Why is my latest rollover index collecting the data from beginning to last?

good day, I'm experiencing this scenario, the rollover index is collecting data from the beginning to the newest/last data of the logs, as I know only the newest log should be written to the latest rollover index and the old logs should be in the old index. for your guidance please.
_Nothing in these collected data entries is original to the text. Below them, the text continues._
use std::str::FromStr;

use async_trait::async_trait;
use chrono::{DateTime, Utc};
use sqlx::{Pool, Postgres, Row};

use promobot_common::Error;
use promobot_common::models::{VideoJob, VideoJobStatus};

#[async_trait]
pub trait VideoJobRepository: Send + Sync {
    /// Insert the job, or refresh the non-status fields when a row for the
    /// provider id already exists (a webhook can race the submission).
    async fn upsert(&self, job: &VideoJob) -> Result<(), Error>;

    async fn get_by_provider_id(&self, provider_job_id: &str) -> Result<Option<VideoJob>, Error>;

    /// Write a status, skipping rows already in a terminal state.
    async fn set_status(
        &self,
        provider_job_id: &str,
        status: VideoJobStatus,
        error: Option<&str>,
    ) -> Result<(), Error>;

    /// Terminal completion write: records the mirrored asset and flips the
    /// status in one statement, also skipping already-terminal rows.
    async fn complete_with_asset(
        &self,
        provider_job_id: &str,
        asset_id: i64,
        asset_url: &str,
    ) -> Result<(), Error>;
}

#[derive(Clone)]
pub struct PostgresVideoJobRepository {
    pool: Pool<Postgres>,
}

impl PostgresVideoJobRepository {
    pub fn new(pool: Pool<Postgres>) -> Self {
        Self { pool }
    }
}

fn row_to_job(r: &sqlx::postgres::PgRow) -> Result<VideoJob, Error> {
    Ok(VideoJob {
        provider_job_id: r.try_get("provider_job_id")?,
        status: VideoJobStatus::from_str(&r.try_get::<String, _>("status")?)
            .map_err(Error::Platform)?,
        asset_id: r.try_get("asset_id")?,
        publication_id: r.try_get("publication_id")?,
        asset_url: r.try_get("asset_url")?,
        error: r.try_get("error")?,
        created_at: r.try_get::<DateTime<Utc>, _>("created_at")?,
        updated_at: r.try_get::<DateTime<Utc>, _>("updated_at")?,
    })
}

#[async_trait]
impl VideoJobRepository for PostgresVideoJobRepository {
    async fn upsert(&self, job: &VideoJob) -> Result<(), Error> {
        sqlx::query(
            r#"
            INSERT INTO video_jobs (
                provider_job_id,
                status,
                asset_id,
                publication_id,
                asset_url,
                error,
                created_at,
                updated_at
            )
            VALUES ($1, $2, $3, $4, $5, $6, $7, $8)
            ON CONFLICT (provider_job_id) DO UPDATE
               SET publication_id = COALESCE(EXCLUDED.publication_id, video_jobs.publication_id),
                   updated_at     = EXCLUDED.updated_at
            "#,
        )
        .bind(&job.provider_job_id)
        .bind(job.status.to_string())
        .bind(job.asset_id)
        .bind(job.publication_id)
        .bind(&job.asset_url)
        .bind(&job.error)
        .bind(job.created_at)
        .bind(job.updated_at)
        .execute(&self.pool)
        .await?;
        Ok(())
    }

    async fn get_by_provider_id(&self, provider_job_id: &str) -> Result<Option<VideoJob>, Error> {
        let row = sqlx::query(
            r#"
            SELECT provider_job_id, status, asset_id, publication_id,
                   asset_url, error, created_at, updated_at
            FROM video_jobs
            WHERE provider_job_id = $1
            "#,
        )
        .bind(provider_job_id)
        .fetch_optional(&self.pool)
        .await?;

        match row {
            Some(r) => Ok(Some(row_to_job(&r)?)),
            None => Ok(None),
        }
    }

    async fn set_status(
        &self,
        provider_job_id: &str,
        status: VideoJobStatus,
        error: Option<&str>,
    ) -> Result<(), Error> {
        sqlx::query(
            r#"
            UPDATE video_jobs
            SET status = $1,
                error = $2,
                updated_at = $3
            WHERE provider_job_id = $4
              AND status NOT IN ('completed', 'failed')
            "#,
        )
        .bind(status.to_string())
        .bind(error)
        .bind(Utc::now())
        .bind(provider_job_id)
        .execute(&self.pool)
        .await?;
        Ok(())
    }

    async fn complete_with_asset(
        &self,
        provider_job_id: &str,
        asset_id: i64,
        asset_url: &str,
    ) -> Result<(), Error> {
        sqlx::query(
            r#"
            UPDATE video_jobs
            SET status = 'completed',
                asset_id = $1,
                asset_url = $2,
                error = NULL,
                updated_at = $3
            WHERE provider_job_id = $4
              AND status NOT IN ('completed', 'failed')
            "#,
        )
        .bind(asset_id)
        .bind(asset_url)
        .bind(Utc::now())
        .bind(provider_job_id)
        .execute(&self.pool)
        .await?;
        Ok(())
    }
}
in this index (000019) it also has the logs of 2023-09-12

{
  "index_templates" : [
    {
      "name" : "hourlyreport-template",
      "index_template" : {
        "index_patterns" : [
          "hourlyreport-*"
        ],
        "template" : {
          "settings" : {
            "index" : {
              "lifecycle" : {
                "name" : "default_policy",
                "rollover_alias" : "hourlyreport-alias"
              },
              "number_of_shards" : "1",
              "number_of_replicas" : "0"
            }
          },
          "mappings" : {
            "properties" : {
              "DATE" : {
                "type" : "text",
                "fields" : {
                  "keyword" : {
                    "ignore_above" : 256,
                    "type" : "keyword"
                  }
                }
              },
              "Hour" : {
                "type" : "integer"
              },
              "Count" : {
                "type" : "integer"
              },
              "tailed_path" : {
                "type" : "text",
                "fields" : {
                  "keyword" : {
                    "ignore_above" : 256,
                    "type" : "keyword"
                  }
                }
              }
            }
          }
        },
        "composed_of" : [ ]
      }
    }
  ]
}

Hello,

Can you provide a more context? It is not clear what you mean by 'collecting the data from beginning to last'.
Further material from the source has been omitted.